Les Pièges et incohérences du projet de révision constitutionnelle ! (par Mamadou Bamba Ndiaye Ancien Ministre Chargé des Affaires Religieuses)


Les Pièges et incohérences du projet de révision constitutionnelle ! (par Mamadou Bamba Ndiaye  Ancien Ministre Chargé des Affaires Religieuses)
Dans le Projet de révision constitutionnelle qui sera soumis au référendum, il existe des insuffisances criardes  et des pièges dangereux pour le profane que je suis. Le premier point relatif à la modernisation du rôle des partis politiques est non seulement vague, mais inutile. Il n’apporte rien de nouveau par rapport aux textes précédents. La problématique des partis politiques ne réside pas dans le caractère archaïque de leurs rôles, mais plutôt, dans la manière d’exercer ces rôles. Cela découle de l’emprise de l’argent sur le mode électoral, de l’absence de démocratie interne dans les partis et surtout de leur caractère patrimonial. Je tairai leur nombre exorbitant, dû à l’absence de critères de sélection sérieuse. Toute réforme qui ne vise pas à éradiquer ces maux n’est que de la poudre aux yeux.

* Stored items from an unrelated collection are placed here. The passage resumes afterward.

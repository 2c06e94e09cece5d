//! Multi-Factor Authentication State

use std::sync::Arc;

use uuid::Uuid;

use crate::controllers::mfa::{MfaController, MfaSendChallengeResult, MfaSubmitChallengeResult};
use crate::delegates::mfa::{
    dispatch_send_challenge, dispatch_submit_challenge, MfaSendChallengeDelegate,
    MfaSubmitChallengeDelegate,
};

/// The sign-in flow needs a second factor before tokens are issued.
///
/// `send_challenge` asks the server to deliver a code to the default
/// authentication method; `submit_challenge` proves it.
pub struct MfaRequiredState {
    controller: Arc<MfaController>,
    continuation_token: String,
    username: String,
    scopes: Vec<String>,
    correlation_id: Uuid,
}

impl MfaRequiredState {
    pub(crate) fn new(
        controller: Arc<MfaController>,
        continuation_token: String,
        username: String,
        scopes: Vec<String>,
        correlation_id: Uuid,
    ) -> Self {
        Self {
            controller,
            continuation_token,
            username,
            scopes,
            correlation_id,
        }
    }

    pub fn username(&self) -> &str {
        &self.username
    }

    pub fn correlation_id(&self) -> Uuid {
        self.correlation_id
    }

    /// Ask the server to deliver a challenge code.
    pub async fn send_challenge(self) -> MfaSendChallengeResult {
        let (result, event) = self
            .controller
            .send_challenge(
                &self.continuation_token,
                &self.username,
                &self.scopes,
                self.correlation_id,
            )
            .await;
        match &result {
            MfaSendChallengeResult::Error { error } => event.failure(format!("{:?}", error.kind())),
            _ => event.success(),
        }
        result
    }

    /// Ask the server to deliver a challenge code, routing the outcome
    /// through a delegate.
    pub async fn send_challenge_with_delegate<D: MfaSendChallengeDelegate + ?Sized>(
        self,
        delegate: &D,
    ) {
        let correlation_id = self.correlation_id;
        let (result, event) = self
            .controller
            .send_challenge(&self.continuation_token, &self.username, &self.scopes, correlation_id)
            .await;
        dispatch_send_challenge(result, event, delegate, correlation_id).await;
    }

    /// Submit the challenge code and, on success, complete the sign-in.
    pub async fn submit_challenge(self, code: &str) -> MfaSubmitChallengeResult {
        let (result, event) = self
            .controller
            .submit_challenge(
                code,
                &self.continuation_token,
                &self.username,
                &self.scopes,
                self.correlation_id,
            )
            .await;
        match &result {
            MfaSubmitChallengeResult::InvalidCode { error, .. } => {
                event.failure(format!("{:?}", error.kind()))
            }
            MfaSubmitChallengeResult::Error { error } => {
                event.failure(format!("{:?}", error.kind()))
            }
            _ => event.success(),
        }
        result
    }

    /// Submit the challenge code, routing the outcome through a delegate.
    pub async fn submit_challenge_with_delegate<D: MfaSubmitChallengeDelegate + ?Sized>(
        self,
        code: &str,
        delegate: &D,
    ) {
        let correlation_id = self.correlation_id;
        let (result, event) = self
            .controller
            .submit_challenge(
                code,
                &self.continuation_token,
                &self.username,
                &self.scopes,
                correlation_id,
            )
            .await;
        dispatch_submit_challenge(result, event, delegate, correlation_id).await;
    }
}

La reconnaissance de nouveaux droits aux citoyens, n’a de sens que si elle leur permet d’exercer un contrôle direct et efficace sur les élus et sur la manière dont les ressources sont exploitées et distribuées. Une vraie réforme enlèverait au Président de la République, la Prérogative de négocier et de contracter seul, des accords avec des tiers, concernant notamment les ressources minières, maritimes, forestières et foncières, sans passer par l’Assemblée nationale et le Haut Conseil des Collectivités Locales, par exemple. Le fameux débat sur l’Arcelor Mittal doit nous édifier sur les risques à courir par les générations présentes et futures si l’on ne met pas de garde-fous.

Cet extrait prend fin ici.